Stored data –
────────
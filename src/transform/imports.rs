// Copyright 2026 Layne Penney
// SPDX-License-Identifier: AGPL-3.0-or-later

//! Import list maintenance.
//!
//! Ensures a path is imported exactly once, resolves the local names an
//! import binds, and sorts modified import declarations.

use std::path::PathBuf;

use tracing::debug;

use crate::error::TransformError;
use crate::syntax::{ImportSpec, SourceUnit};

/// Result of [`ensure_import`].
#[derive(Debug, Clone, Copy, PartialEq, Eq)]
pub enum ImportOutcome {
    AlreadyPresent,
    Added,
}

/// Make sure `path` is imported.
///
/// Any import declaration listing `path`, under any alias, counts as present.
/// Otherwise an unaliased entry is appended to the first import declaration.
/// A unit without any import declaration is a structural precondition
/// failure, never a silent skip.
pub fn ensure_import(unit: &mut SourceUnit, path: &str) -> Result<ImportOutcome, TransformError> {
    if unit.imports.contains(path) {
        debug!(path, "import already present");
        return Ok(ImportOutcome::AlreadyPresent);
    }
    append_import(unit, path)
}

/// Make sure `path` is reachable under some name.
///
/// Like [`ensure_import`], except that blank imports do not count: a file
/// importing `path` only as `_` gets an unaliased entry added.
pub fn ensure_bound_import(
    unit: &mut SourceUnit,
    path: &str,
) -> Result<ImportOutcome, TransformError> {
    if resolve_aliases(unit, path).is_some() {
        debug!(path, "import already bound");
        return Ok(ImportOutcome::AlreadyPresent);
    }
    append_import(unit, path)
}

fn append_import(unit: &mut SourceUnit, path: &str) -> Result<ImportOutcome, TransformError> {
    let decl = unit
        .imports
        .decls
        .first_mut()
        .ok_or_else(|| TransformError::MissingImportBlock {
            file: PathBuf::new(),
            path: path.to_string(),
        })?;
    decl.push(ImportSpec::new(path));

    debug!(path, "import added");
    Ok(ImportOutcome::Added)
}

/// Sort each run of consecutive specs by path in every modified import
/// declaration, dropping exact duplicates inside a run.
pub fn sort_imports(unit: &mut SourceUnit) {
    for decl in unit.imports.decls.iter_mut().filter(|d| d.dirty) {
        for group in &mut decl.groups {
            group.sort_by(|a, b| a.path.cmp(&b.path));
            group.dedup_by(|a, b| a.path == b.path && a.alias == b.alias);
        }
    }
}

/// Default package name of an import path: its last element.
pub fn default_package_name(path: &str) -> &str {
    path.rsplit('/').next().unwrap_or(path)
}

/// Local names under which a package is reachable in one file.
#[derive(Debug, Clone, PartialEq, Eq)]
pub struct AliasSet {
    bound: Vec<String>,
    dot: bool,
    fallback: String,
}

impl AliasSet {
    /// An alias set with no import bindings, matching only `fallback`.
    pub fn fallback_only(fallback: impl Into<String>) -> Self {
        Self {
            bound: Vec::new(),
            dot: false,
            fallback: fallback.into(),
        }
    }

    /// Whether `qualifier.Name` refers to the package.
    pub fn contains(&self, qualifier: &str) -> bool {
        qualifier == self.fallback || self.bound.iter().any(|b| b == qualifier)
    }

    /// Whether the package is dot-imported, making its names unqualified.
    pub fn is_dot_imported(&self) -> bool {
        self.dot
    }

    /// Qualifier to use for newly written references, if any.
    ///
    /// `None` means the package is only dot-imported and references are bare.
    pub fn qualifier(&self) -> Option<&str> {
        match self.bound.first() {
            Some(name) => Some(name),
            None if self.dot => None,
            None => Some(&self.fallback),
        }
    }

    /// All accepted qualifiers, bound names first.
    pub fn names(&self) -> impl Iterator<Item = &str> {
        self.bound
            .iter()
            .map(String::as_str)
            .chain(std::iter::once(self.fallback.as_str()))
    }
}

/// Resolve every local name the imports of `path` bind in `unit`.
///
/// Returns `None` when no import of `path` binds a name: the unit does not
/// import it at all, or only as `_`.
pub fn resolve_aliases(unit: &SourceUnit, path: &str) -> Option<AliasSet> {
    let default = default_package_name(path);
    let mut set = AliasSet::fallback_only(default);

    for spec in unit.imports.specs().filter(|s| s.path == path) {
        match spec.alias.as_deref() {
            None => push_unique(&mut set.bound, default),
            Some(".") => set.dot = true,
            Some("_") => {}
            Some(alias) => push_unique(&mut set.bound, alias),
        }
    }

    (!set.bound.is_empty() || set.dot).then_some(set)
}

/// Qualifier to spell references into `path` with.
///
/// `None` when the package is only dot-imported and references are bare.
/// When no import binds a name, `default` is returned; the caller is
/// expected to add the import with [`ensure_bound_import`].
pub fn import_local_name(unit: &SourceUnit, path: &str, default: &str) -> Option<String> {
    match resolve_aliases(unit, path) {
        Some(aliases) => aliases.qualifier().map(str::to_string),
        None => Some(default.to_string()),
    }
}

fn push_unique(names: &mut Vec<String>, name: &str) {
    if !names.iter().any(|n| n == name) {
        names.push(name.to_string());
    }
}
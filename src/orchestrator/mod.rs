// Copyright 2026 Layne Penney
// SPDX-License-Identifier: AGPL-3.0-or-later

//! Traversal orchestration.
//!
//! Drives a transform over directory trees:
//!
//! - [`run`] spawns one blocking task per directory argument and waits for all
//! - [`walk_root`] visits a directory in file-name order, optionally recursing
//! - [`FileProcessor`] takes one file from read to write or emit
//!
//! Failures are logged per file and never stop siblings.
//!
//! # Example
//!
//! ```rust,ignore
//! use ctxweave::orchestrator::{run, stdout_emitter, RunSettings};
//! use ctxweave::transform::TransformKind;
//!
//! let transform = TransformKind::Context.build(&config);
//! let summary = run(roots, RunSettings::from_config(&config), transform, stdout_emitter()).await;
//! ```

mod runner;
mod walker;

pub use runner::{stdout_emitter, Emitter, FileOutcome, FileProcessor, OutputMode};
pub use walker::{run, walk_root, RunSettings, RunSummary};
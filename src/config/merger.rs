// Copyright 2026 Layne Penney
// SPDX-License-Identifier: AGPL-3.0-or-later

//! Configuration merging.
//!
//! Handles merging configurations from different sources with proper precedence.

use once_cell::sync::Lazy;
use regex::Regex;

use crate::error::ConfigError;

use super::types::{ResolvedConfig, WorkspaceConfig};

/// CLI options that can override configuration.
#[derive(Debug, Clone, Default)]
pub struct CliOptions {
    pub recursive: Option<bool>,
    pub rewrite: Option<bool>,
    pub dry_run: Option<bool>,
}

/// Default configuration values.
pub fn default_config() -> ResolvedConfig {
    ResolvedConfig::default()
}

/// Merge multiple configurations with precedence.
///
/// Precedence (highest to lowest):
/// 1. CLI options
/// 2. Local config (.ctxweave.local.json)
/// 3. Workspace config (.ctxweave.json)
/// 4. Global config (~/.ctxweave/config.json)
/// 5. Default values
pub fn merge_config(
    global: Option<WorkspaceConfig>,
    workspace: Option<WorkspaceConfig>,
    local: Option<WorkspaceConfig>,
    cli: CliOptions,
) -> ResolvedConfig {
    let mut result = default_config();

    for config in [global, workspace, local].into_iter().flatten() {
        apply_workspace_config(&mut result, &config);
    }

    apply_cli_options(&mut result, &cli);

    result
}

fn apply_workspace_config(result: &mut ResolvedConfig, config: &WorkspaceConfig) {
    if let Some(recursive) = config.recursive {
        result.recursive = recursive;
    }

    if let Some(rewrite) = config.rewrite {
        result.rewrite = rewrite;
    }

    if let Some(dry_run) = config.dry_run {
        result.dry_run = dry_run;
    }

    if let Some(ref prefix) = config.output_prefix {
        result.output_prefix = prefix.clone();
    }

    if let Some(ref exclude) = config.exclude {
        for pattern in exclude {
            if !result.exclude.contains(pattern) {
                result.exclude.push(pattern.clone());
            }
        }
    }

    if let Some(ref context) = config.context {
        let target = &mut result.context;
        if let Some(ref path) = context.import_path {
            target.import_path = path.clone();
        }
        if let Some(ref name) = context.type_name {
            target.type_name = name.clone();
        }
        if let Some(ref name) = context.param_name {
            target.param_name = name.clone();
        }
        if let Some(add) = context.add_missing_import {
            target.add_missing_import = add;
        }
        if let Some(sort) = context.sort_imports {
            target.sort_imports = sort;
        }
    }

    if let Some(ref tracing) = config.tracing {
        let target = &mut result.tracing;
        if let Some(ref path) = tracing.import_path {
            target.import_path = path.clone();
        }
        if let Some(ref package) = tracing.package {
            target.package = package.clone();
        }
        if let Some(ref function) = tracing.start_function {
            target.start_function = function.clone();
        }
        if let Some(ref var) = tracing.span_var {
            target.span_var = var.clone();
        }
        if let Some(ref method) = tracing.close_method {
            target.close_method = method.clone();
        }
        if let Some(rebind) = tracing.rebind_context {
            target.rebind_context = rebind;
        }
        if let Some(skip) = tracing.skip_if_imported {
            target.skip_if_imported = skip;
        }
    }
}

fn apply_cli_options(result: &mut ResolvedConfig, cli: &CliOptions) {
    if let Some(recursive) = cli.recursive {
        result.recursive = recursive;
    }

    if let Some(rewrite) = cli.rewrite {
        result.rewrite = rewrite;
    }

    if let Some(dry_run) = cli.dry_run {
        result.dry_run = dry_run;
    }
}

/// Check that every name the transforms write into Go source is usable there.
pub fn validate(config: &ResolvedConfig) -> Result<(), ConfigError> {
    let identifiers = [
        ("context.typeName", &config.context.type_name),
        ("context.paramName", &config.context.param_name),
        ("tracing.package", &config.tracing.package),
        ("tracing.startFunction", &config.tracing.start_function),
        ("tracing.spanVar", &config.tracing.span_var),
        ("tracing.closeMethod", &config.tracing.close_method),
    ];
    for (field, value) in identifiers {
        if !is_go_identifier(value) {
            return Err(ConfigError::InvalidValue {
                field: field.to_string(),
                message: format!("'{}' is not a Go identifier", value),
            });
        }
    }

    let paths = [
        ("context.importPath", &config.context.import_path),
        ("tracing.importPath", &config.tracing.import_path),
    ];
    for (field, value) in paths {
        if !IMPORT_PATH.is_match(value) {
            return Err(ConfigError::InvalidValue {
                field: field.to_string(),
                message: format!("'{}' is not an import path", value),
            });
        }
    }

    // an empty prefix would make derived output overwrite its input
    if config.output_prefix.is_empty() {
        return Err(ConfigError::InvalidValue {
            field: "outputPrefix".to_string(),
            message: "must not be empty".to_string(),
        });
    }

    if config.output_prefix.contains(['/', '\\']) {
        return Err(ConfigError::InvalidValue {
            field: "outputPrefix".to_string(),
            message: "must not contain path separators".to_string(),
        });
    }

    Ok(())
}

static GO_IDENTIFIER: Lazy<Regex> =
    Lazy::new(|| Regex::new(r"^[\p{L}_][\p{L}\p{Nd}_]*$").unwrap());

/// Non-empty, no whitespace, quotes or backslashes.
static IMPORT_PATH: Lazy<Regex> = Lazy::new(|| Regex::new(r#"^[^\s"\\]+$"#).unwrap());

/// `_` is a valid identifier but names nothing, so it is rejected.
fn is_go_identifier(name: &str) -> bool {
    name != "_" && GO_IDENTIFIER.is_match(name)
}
────────
EXERCISE INSTRUCTIONS –
Using the records, work out how many lines include "orchestrator", and reply with that number alone.

TASK RESULT –
2